To reflect improvements in technology and reagent stability, the regulation reduces the frequency of QC testing in microbiology, hematology, general immunology and syphilis serology, and blood gas. Dr. Lepoff notes, for example, that "CMS proposes doing less QC in microbiology for stains than previously required under CLIA." He believes this particular change is warranted "based on our experience with these reagents." In hematology, laboratories will be required to run two controls with different concentrations each day of testing rather than two levels of control for each eight hours of testing.

The College’s scientific resource committees are reviewing the less stringent QC requirements and will make recommendations to the Commission on Laboratory Accreditation about whether the LAP should adopt them for CAP-accredited laboratories. Dr. MacLowry predicts that the vast majority of the committees will agree that the changes are reasonable in most cases.

"For many years, the sense has been that many of the QC requirements are regulatory, rather than scientifically driven," Dr. MacLowry explains. "The CLIA regulations started out being much more conservative, but as time has passed—and particularly in light of concerns about the cost of testing—people are starting to agree that the decreased frequencies are consistent with good practice."

A number of the QC changes are actually stricter than existing CLIA requirements and will require modifications or additions to the LAP checklist. For example, laboratories that perform mycobacteriology identification will have to use acid-fast organisms that produce positive and negative results (quality control) each day of use. The CMS previously required laboratories to check the iron uptake test each day with a positive and negative control organism, but required only a positive acid-fast control for all other procedures.

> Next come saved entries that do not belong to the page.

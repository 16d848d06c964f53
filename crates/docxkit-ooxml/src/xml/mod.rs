//! Generic XML tree codec
//!
//! Every typed node implements [`XmlElement`]: decoding starts from an
//! already-read start tag and consumes through the matching end tag;
//! encoding writes the whole element under the name chosen by the parent,
//! which lets one node type serve several element names.

pub mod reader;
pub mod value;
pub mod writer;

pub use reader::{Attr, StartTag, XmlReader};
pub use value::{OnOff, Val, XmlValue};
pub use writer::{Attrs, XmlWriter};

use crate::error::Result;

/// A node that maps to one XML element
pub trait XmlElement: Sized {
    /// Decode from `start`, consuming the element's content and end tag
    fn decode(reader: &mut XmlReader<'_>, start: &StartTag) -> Result<Self>;

    /// Encode as an element called `name`
    fn encode(&self, writer: &mut XmlWriter, name: &str) -> Result<()>;
}

impl<T: XmlElement> XmlElement for Box<T> {
    fn decode(reader: &mut XmlReader<'_>, start: &StartTag) -> Result<Self> {
        T::decode(reader, start).map(Box::new)
    }

    fn encode(&self, writer: &mut XmlWriter, name: &str) -> Result<()> {
        (**self).encode(writer, name)
    }
}

/// Decode `tag` into an optional slot
pub(crate) fn decode_into<T: XmlElement>(
    slot: &mut Option<T>,
    reader: &mut XmlReader<'_>,
    tag: &StartTag,
) -> Result<()> {
    *slot = Some(T::decode(reader, tag)?);
    Ok(())
}

/// Encode an optional node, writing nothing when absent
pub(crate) fn encode_opt<T: XmlElement>(
    writer: &mut XmlWriter,
    name: &str,
    node: &Option<T>,
) -> Result<()> {
    match node {
        Some(node) => node.encode(writer, name),
        None => Ok(()),
    }
}

/// Local part of a qualified attribute name (`w:val` → `val`)
pub(crate) fn local_name(qname: &str) -> &str {
    qname.rsplit_once(':').map_or(qname, |(_, local)| local)
}

/// Declare a container whose content is an ordered sequence of optional
/// WordprocessingML child elements
///
/// Fields are encoded in declaration order, which must follow the schema
/// sequence. Decoding dispatches on the child's local name (extra spellings
/// after `|` are accepted) and skips anything not listed. A repeated child
/// replaces the earlier one.
macro_rules! xml_sequence {
    (
        $(#[$meta:meta])*
        pub struct $name:ident {
            $(
                $(#[$fmeta:meta])*
                $field:ident: $ty:ty => $xml:literal $(| $alias:literal)*
            ),+ $(,)?
        }
    ) => {
        $(#[$meta])*
        pub struct $name {
            $(
                $(#[$fmeta])*
                pub $field: Option<$ty>,
            )+
        }

        impl $crate::xml::XmlElement for $name {
            fn decode(
                reader: &mut $crate::xml::XmlReader<'_>,
                start: &$crate::xml::StartTag,
            ) -> $crate::error::Result<Self> {
                let mut node = Self::default();
                while let Some(tag) = reader.next_element(start)? {
                    match (tag.family, tag.local.as_str()) {
                        $(
                            ($crate::namespace::NsFamily::Wml, $xml $(| $alias)*) => {
                                $crate::xml::decode_into(&mut node.$field, reader, &tag)?
                            }
                        )+
                        _ => reader.skip_unknown(start, &tag)?,
                    }
                }
                Ok(node)
            }

            fn encode(
                &self,
                writer: &mut $crate::xml::XmlWriter,
                name: &str,
            ) -> $crate::error::Result<()> {
                writer.start(name, $crate::xml::Attrs::new())?;
                $(
                    $crate::xml::encode_opt(writer, concat!("w:", $xml), &self.$field)?;
                )+
                writer.end(name)
            }
        }
    };
}

/// Declare an attribute-only element
///
/// Each field names its qualified attribute; decoding matches on the local
/// part only. `Option` fields are optional and omitted when `None`; any
/// other type is required. Child elements are ignored.
macro_rules! xml_attributes {
    (
        $(#[$meta:meta])*
        pub struct $name:ident {
            $(
                $(#[$fmeta:meta])*
                $field:ident: $ty:ty => $xml:literal
            ),+ $(,)?
        }
    ) => {
        $(#[$meta])*
        pub struct $name {
            $(
                $(#[$fmeta])*
                pub $field: $ty,
            )+
        }

        impl $crate::xml::XmlElement for $name {
            fn decode(
                reader: &mut $crate::xml::XmlReader<'_>,
                start: &$crate::xml::StartTag,
            ) -> $crate::error::Result<Self> {
                let node = Self {
                    $(
                        $field: reader.required_attr(start, $crate::xml::local_name($xml))?,
                    )+
                };
                reader.skip(start)?;
                Ok(node)
            }

            fn encode(
                &self,
                writer: &mut $crate::xml::XmlWriter,
                name: &str,
            ) -> $crate::error::Result<()> {
                writer.empty(
                    name,
                    $crate::xml::Attrs::new()$(.with($xml, &self.$field))+,
                )
            }
        }
    };
}

pub(crate) use {xml_attributes, xml_sequence};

Laboratories that perform the same test using different methods or instruments or at multiple test sites will be required to evaluate and define the relationship between test results twice a year. And laboratories must flag and assess patient results that are inconsistent with the following when available: patient age, sex, diagnosis or pertinent clinical data, distribution of patient test results, and relationship with other test parameters. The laboratory must also document all of its test result comparison activities.

The regulation also directs laboratories to rotate control testing over time among all operators who perform the test. This requirement represents standard practice, Dr. Lepoff says, but the LAP will probably make it more explicit in its checklist.

Stressing safety

The regulation includes a new emphasis on improving patient safety. According to CMS administrator Tom Scully, the way in which CMS organized the requirements to track a specimen through each phase of the test process should help labs prevent and detect laboratory-associated medical errors.

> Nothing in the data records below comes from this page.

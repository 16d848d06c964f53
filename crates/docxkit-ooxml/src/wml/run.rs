//! Runs (`w:r`): uniformly formatted inline content

use crate::error::Result;
use crate::namespace::NsFamily;
use crate::xml::{
    encode_opt, xml_attributes, xml_sequence, Attrs, OnOff, StartTag, Val, XmlElement, XmlReader,
    XmlWriter,
};

use super::drawing::Drawing;
use super::properties::{
    Border, Color, EastAsianLayout, FitText, Fonts, Language, Shading, Underline,
};
use super::simple_types::*;

xml_sequence! {
    /// Run properties (`w:rPr`)
    #[derive(Debug, Clone, PartialEq, Eq, Default)]
    pub struct RunProperty {
        // 1
        style: Val<String> => "rStyle",
        fonts: Fonts => "rFonts",
        bold: OnOff => "b",
        bold_cs: OnOff => "bCs",
        italic: OnOff => "i",
        italic_cs: OnOff => "iCs",
        caps: OnOff => "caps",
        small_caps: OnOff => "smallCaps",
        strike: OnOff => "strike",
        double_strike: OnOff => "dstrike",
        // 11
        outline: OnOff => "outline",
        shadow: OnOff => "shadow",
        emboss: OnOff => "emboss",
        imprint: OnOff => "imprint",
        no_proof: OnOff => "noProof",
        snap_to_grid: OnOff => "snapToGrid",
        vanish: OnOff => "vanish",
        web_hidden: OnOff => "webHidden",
        color: Color => "color",
        /// Character spacing adjustment in twentieths of a point
        spacing: Val<Measure> => "spacing",
        // 21
        /// Horizontal scaling percentage
        width: Val<u16> => "w",
        kern: Val<u32> => "kern",
        position: Val<i32> => "position",
        /// Font size in half-points
        size: Val<u32> => "sz",
        size_cs: Val<u32> => "szCs",
        highlight: Val<HighlightColor> => "highlight",
        underline: Underline => "u",
        effect: Val<TextEffect> => "effect",
        border: Border => "bdr",
        shading: Shading => "shd",
        // 31
        fit_text: FitText => "fitText",
        vertical_align: Val<VerticalAlignRun> => "vertAlign",
        rtl: OnOff => "rtl",
        complex_script: OnOff => "cs",
        emphasis: Val<Emphasis> => "em",
        language: Language => "lang",
        east_asian_layout: EastAsianLayout => "eastAsianLayout",
        spec_vanish: OnOff => "specVanish",
        office_math: OnOff => "oMath",
    }
}

/// Literal text (`w:t`, `w:delText`, `w:instrText`, `w:delInstrText`)
#[derive(Debug, Clone, PartialEq, Eq, Default)]
pub struct Text {
    pub text: String,
    /// `xml:space="preserve"`
    pub preserve_space: bool,
}

impl Text {
    /// Text that keeps its leading and trailing whitespace when written
    pub fn new(text: impl Into<String>) -> Self {
        let text = text.into();
        let preserve_space = text.starts_with(char::is_whitespace)
            || text.ends_with(char::is_whitespace);
        Self {
            text,
            preserve_space,
        }
    }
}

impl XmlElement for Text {
    fn decode(reader: &mut XmlReader<'_>, start: &StartTag) -> Result<Self> {
        let preserve_space = start.attr("space") == Some("preserve");
        let text = reader.read_text(start)?;
        Ok(Self {
            text,
            preserve_space,
        })
    }

    fn encode(&self, writer: &mut XmlWriter, name: &str) -> Result<()> {
        let attrs = if self.preserve_space {
            Attrs::new().with_raw("xml:space", "preserve")
        } else {
            Attrs::new()
        };
        writer.text_element(name, attrs, &self.text)
    }
}

xml_attributes! {
    /// Break (`w:br`)
    #[derive(Debug, Clone, PartialEq, Eq, Default)]
    pub struct Break {
        break_type: Option<BreakType> => "w:type",
        clear: Option<BreakClear> => "w:clear",
    }
}

xml_attributes! {
    /// Symbol character (`w:sym`)
    #[derive(Debug, Clone, PartialEq, Eq, Default)]
    pub struct Symbol {
        font: Option<String> => "w:font",
        /// Hex character code
        char_code: Option<String> => "w:char",
    }
}

xml_attributes! {
    /// Complex field boundary (`w:fldChar`)
    #[derive(Debug, Clone, PartialEq, Eq)]
    pub struct FieldChar {
        char_type: FieldCharType => "w:fldCharType",
        lock: Option<bool> => "w:fldLock",
        dirty: Option<bool> => "w:dirty",
    }
}

xml_attributes! {
    /// Footnote or endnote reference (`w:footnoteReference`, `w:endnoteReference`)
    #[derive(Debug, Clone, PartialEq, Eq, Default)]
    pub struct NoteReference {
        custom_mark_follows: Option<bool> => "w:customMarkFollows",
        id: i64 => "w:id",
    }
}

xml_attributes! {
    /// Comment reference mark (`w:commentReference`)
    #[derive(Debug, Clone, PartialEq, Eq, Default)]
    pub struct CommentReference {
        id: i64 => "w:id",
    }
}

/// One piece of run content
#[derive(Debug, Clone, PartialEq, Eq)]
pub enum RunChild {
    Text(Text),
    DeletedText(Text),
    InstrText(Text),
    DeletedInstrText(Text),
    Break(Break),
    Tab,
    CarriageReturn,
    NoBreakHyphen,
    SoftHyphen,
    Drawing(Box<Drawing>),
    Symbol(Symbol),
    FieldChar(FieldChar),
    FootnoteReference(NoteReference),
    EndnoteReference(NoteReference),
    CommentReference(CommentReference),
    FootnoteRef,
    EndnoteRef,
    Separator,
    ContinuationSeparator,
    PageNumber,
    LastRenderedPageBreak,
    AnnotationRef,
    DayShort,
    MonthShort,
    YearShort,
    DayLong,
    MonthLong,
    YearLong,
}

impl RunChild {
    /// Content-less marker element for a local name
    fn marker(local: &str) -> Option<Self> {
        Some(match local {
            "tab" => RunChild::Tab,
            "cr" => RunChild::CarriageReturn,
            "noBreakHyphen" => RunChild::NoBreakHyphen,
            "softHyphen" => RunChild::SoftHyphen,
            "footnoteRef" => RunChild::FootnoteRef,
            "endnoteRef" => RunChild::EndnoteRef,
            "separator" => RunChild::Separator,
            "continuationSeparator" => RunChild::ContinuationSeparator,
            "pgNum" => RunChild::PageNumber,
            "lastRenderedPageBreak" => RunChild::LastRenderedPageBreak,
            "annotationRef" => RunChild::AnnotationRef,
            "dayShort" => RunChild::DayShort,
            "monthShort" => RunChild::MonthShort,
            "yearShort" => RunChild::YearShort,
            "dayLong" => RunChild::DayLong,
            "monthLong" => RunChild::MonthLong,
            "yearLong" => RunChild::YearLong,
            _ => return None,
        })
    }

    fn marker_name(&self) -> Option<&'static str> {
        Some(match self {
            RunChild::Tab => "w:tab",
            RunChild::CarriageReturn => "w:cr",
            RunChild::NoBreakHyphen => "w:noBreakHyphen",
            RunChild::SoftHyphen => "w:softHyphen",
            RunChild::FootnoteRef => "w:footnoteRef",
            RunChild::EndnoteRef => "w:endnoteRef",
            RunChild::Separator => "w:separator",
            RunChild::ContinuationSeparator => "w:continuationSeparator",
            RunChild::PageNumber => "w:pgNum",
            RunChild::LastRenderedPageBreak => "w:lastRenderedPageBreak",
            RunChild::AnnotationRef => "w:annotationRef",
            RunChild::DayShort => "w:dayShort",
            RunChild::MonthShort => "w:monthShort",
            RunChild::YearShort => "w:yearShort",
            RunChild::DayLong => "w:dayLong",
            RunChild::MonthLong => "w:monthLong",
            RunChild::YearLong => "w:yearLong",
            _ => return None,
        })
    }

    /// Decode a run content element; `None` when `tag` is not one
    fn decode_child(reader: &mut XmlReader<'_>, tag: &StartTag) -> Result<Option<Self>> {
        if tag.family != NsFamily::Wml {
            return Ok(None);
        }
        let child = match tag.local.as_str() {
            "t" => RunChild::Text(Text::decode(reader, tag)?),
            "delText" => RunChild::DeletedText(Text::decode(reader, tag)?),
            "instrText" => RunChild::InstrText(Text::decode(reader, tag)?),
            "delInstrText" => RunChild::DeletedInstrText(Text::decode(reader, tag)?),
            "br" => RunChild::Break(Break::decode(reader, tag)?),
            "drawing" => RunChild::Drawing(Box::new(Drawing::decode(reader, tag)?)),
            "sym" => RunChild::Symbol(Symbol::decode(reader, tag)?),
            "fldChar" => RunChild::FieldChar(FieldChar::decode(reader, tag)?),
            "footnoteReference" => RunChild::FootnoteReference(NoteReference::decode(reader, tag)?),
            "endnoteReference" => RunChild::EndnoteReference(NoteReference::decode(reader, tag)?),
            "commentReference" => {
                RunChild::CommentReference(CommentReference::decode(reader, tag)?)
            }
            local => match Self::marker(local) {
                Some(marker) => {
                    reader.skip(tag)?;
                    marker
                }
                None => return Ok(None),
            },
        };
        Ok(Some(child))
    }

    fn encode(&self, writer: &mut XmlWriter) -> Result<()> {
        match self {
            RunChild::Text(t) => t.encode(writer, "w:t"),
            RunChild::DeletedText(t) => t.encode(writer, "w:delText"),
            RunChild::InstrText(t) => t.encode(writer, "w:instrText"),
            RunChild::DeletedInstrText(t) => t.encode(writer, "w:delInstrText"),
            RunChild::Break(b) => b.encode(writer, "w:br"),
            RunChild::Drawing(d) => d.encode(writer, "w:drawing"),
            RunChild::Symbol(s) => s.encode(writer, "w:sym"),
            RunChild::FieldChar(f) => f.encode(writer, "w:fldChar"),
            RunChild::FootnoteReference(r) => r.encode(writer, "w:footnoteReference"),
            RunChild::EndnoteReference(r) => r.encode(writer, "w:endnoteReference"),
            RunChild::CommentReference(r) => r.encode(writer, "w:commentReference"),
            marker => match marker.marker_name() {
                Some(name) => writer.empty(name, Attrs::new()),
                None => Ok(()),
            },
        }
    }
}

Yost notes, for example, that numerous studies have found that many lab errors occur in the preanalytical phase. "[So] by breaking out each phase of testing in the regulation, with the applicable requirements for that phase of testing," Yost explains, "the lab has a better chance to identify errors and prevent them based on its own processes and procedures."

The regulation contains measures aimed at improving patient identification and reporting potentially life-threatening results. For example, the report must include either the patient’s name with an identification number or a unique patient identifier and ID number.

CAP to work with CMS

At press time, the College continued to dissect the finer points of the regulation and its potential impact on accredited laboratories and pathology practice—a task the CAP’s Bongiorno likens to analyzing the HIPAA privacy rule before the government released guidance documents that got the dialogue flowing on specific issues. The College will be working with the CMS to develop surveyor guidelines that laboratories can use to comply with the new regulations. These guidelines should be ready by late summer.

"One of the positives of the way CMS wrote the regulation," Yost says, "is that it won’t be outdated before the policies are ready in the guidelines."

Karen Lusky is a writer in Brentwood, Tenn.